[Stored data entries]
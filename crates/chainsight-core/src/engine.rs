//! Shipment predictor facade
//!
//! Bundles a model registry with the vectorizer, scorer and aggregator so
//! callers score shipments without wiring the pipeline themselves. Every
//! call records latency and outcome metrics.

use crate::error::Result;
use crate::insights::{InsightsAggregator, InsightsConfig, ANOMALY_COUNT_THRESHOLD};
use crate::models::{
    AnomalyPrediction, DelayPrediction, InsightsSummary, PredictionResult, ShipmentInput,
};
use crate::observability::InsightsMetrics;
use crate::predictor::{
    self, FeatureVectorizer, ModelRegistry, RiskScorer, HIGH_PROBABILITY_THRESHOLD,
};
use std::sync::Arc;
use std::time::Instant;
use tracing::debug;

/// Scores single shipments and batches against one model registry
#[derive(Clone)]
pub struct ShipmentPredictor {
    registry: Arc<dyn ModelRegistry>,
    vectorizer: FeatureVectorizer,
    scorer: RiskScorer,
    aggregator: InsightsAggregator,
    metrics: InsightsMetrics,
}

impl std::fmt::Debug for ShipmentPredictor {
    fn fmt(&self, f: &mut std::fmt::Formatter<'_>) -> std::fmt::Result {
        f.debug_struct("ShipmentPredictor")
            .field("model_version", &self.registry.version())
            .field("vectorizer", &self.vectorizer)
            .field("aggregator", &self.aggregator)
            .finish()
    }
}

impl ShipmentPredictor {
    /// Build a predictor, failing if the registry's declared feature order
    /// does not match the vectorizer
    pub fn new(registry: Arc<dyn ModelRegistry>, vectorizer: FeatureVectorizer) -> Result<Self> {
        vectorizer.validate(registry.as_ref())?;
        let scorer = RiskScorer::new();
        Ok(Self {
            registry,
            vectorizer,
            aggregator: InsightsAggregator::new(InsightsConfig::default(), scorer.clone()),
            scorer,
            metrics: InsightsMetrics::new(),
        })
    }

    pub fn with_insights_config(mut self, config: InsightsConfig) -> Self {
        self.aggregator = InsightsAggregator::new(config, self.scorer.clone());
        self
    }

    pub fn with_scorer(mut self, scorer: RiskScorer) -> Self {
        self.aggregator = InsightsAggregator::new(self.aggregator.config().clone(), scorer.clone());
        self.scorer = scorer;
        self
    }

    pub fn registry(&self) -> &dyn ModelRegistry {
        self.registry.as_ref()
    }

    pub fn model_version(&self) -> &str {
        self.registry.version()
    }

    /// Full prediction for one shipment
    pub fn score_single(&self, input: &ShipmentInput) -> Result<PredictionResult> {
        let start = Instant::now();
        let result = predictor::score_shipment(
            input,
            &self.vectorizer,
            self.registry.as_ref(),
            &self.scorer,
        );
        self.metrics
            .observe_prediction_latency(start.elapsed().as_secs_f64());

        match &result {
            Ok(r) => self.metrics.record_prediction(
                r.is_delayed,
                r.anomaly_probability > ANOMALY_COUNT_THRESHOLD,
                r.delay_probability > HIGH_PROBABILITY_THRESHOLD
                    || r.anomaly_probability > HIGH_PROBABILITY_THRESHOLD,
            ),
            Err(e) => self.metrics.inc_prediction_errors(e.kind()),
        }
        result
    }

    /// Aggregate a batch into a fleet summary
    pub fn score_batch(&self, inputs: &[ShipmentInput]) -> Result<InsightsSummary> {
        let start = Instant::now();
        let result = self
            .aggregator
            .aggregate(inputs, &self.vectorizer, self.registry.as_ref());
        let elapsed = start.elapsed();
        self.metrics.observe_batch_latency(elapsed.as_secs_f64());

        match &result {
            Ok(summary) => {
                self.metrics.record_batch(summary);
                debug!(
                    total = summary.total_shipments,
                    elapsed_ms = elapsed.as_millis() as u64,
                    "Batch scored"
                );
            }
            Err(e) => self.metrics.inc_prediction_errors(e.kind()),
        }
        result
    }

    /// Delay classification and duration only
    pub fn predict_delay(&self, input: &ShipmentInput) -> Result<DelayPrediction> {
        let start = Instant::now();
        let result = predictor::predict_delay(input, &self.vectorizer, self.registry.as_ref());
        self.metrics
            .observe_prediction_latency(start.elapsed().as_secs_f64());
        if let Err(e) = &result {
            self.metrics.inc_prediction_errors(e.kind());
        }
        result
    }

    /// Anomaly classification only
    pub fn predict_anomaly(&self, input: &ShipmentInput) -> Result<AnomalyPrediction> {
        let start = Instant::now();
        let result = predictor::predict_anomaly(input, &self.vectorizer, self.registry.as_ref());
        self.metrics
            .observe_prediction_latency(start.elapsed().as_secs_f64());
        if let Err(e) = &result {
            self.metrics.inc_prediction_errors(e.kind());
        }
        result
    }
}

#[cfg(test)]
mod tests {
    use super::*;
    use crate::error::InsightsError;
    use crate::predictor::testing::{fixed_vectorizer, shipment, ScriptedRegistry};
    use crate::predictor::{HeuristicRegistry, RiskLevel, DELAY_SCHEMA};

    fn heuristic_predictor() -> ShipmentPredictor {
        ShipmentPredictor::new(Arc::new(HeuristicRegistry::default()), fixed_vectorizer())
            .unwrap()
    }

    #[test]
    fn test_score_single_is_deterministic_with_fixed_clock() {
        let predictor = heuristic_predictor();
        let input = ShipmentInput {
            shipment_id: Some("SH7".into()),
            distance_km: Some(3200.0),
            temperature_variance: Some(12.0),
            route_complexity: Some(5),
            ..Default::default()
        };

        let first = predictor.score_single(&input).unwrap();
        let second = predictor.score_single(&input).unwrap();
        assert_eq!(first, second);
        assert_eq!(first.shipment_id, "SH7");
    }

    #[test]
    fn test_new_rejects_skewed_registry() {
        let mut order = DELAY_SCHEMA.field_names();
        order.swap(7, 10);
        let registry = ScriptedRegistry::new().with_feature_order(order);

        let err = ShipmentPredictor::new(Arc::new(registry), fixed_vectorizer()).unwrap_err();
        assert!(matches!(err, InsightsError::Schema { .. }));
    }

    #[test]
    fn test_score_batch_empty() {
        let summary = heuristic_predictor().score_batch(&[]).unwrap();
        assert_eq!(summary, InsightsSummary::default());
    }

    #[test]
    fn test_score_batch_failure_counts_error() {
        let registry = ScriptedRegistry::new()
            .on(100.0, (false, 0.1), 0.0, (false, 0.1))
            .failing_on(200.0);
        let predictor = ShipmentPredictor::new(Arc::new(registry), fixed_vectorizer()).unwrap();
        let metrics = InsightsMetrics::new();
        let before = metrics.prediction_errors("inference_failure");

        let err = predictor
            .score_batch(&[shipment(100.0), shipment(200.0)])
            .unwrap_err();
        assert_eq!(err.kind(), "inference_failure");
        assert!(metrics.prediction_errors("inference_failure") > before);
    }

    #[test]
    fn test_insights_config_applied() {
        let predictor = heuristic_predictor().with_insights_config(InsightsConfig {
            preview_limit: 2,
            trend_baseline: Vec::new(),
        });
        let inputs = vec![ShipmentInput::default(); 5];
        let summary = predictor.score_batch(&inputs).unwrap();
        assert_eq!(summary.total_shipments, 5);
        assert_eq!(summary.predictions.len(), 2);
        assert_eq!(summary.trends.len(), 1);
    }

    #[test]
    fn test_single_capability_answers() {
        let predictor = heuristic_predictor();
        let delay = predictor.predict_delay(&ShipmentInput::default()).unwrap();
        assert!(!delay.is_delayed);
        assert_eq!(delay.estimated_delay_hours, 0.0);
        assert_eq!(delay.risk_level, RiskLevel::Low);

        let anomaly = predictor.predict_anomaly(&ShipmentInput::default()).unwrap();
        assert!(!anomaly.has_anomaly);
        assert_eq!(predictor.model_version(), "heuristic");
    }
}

_Instructions to follow_: Find each line above with the string "Some", then report how many there are. Write only the number.

_Reply_: 4